Bunlardan ilki yaratıcılık!
Yaratıcılık, çocukların yeteneklerini becerilerini gösterebilecekleri ortamlar sunduğumuzda gelişir. Becerilerini sunmaları için imkan vermezsek körelir. Özellikle okul öncesi dönemde çocukların yaratıcılıkları çok yüksek iken okul çocuklarının yaratıcılıkları körelip bekleneni sunan çocuklar olmaya başladıklarını görürüz. Örneğin okul öncesi çocuklarının resimleri son derece farklı, özgün karakterlerle doluyken, okul çocuklarının resimleri genelde birbirlerine benzemektedirler.
Peki çocuklarımızda yaratıcılığın gelişmesi için neler yapabiliriz?

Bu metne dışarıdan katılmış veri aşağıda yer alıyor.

use thiserror::Error;

/// Failure modes of hierarchy rendering.
///
/// All of these terminate the compile; the messages carry enough context
/// (class, key, reference path) to pinpoint the offending inventory file.
#[derive(Debug, Error)]
pub enum RenderError {
    #[error("class `{class}` not found (included from `{included_from}`)")]
    ClassNotFound {
        class: String,
        included_from: String,
    },

    #[error("class include cycle: {cycle}")]
    IncludeCycle { cycle: String },

    #[error("cannot override constant parameter `{key}`")]
    ConstantViolation { key: String },

    #[error("undefined reference `${{{path}}}`")]
    UndefinedReference { path: String },

    #[error("reference cycle while resolving `${{{path}}}`")]
    ReferenceCycle { path: String },

    #[error("cannot embed non-scalar reference `${{{path}}}` in a string")]
    NonScalarInterpolation { path: String },

    #[error("unterminated reference in `{value}`")]
    UnterminatedReference { value: String },

    #[error("class include name `{name}` did not resolve to a string")]
    UnresolvedClassName { name: String },

    #[error("malformed class `{class}`: {detail}")]
    MalformedClass { class: String, detail: String },

    #[error("failed to read class `{class}`")]
    Io {
        class: String,
        #[source]
        source: std::io::Error,
    },
}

Öncelikli olarak soru şekillerimize dikkat etmeliyiz. Çocuklara bilgi içeren, tek bir cevabı olan, kapalı uçlu sorular yerine onları düşünmeye sevk eden, kendi fikirlerini sunabilecekleri, duygularını ifade edebilecekleri açık uçlu sorular sorabilirsiniz. Böylece yaratıcı düşünceyi geliştirmiş olursunuz. Örneğin: ‘’bunun hakkında ne düşünüyorsun, sence nasıl olabilir, bu durumda ne hissetmiş olabilir?’’ gibi sorularla hem kendisini ifade etmesini hem de yaratıcı düşünmeyi desteklemiş olursunuz.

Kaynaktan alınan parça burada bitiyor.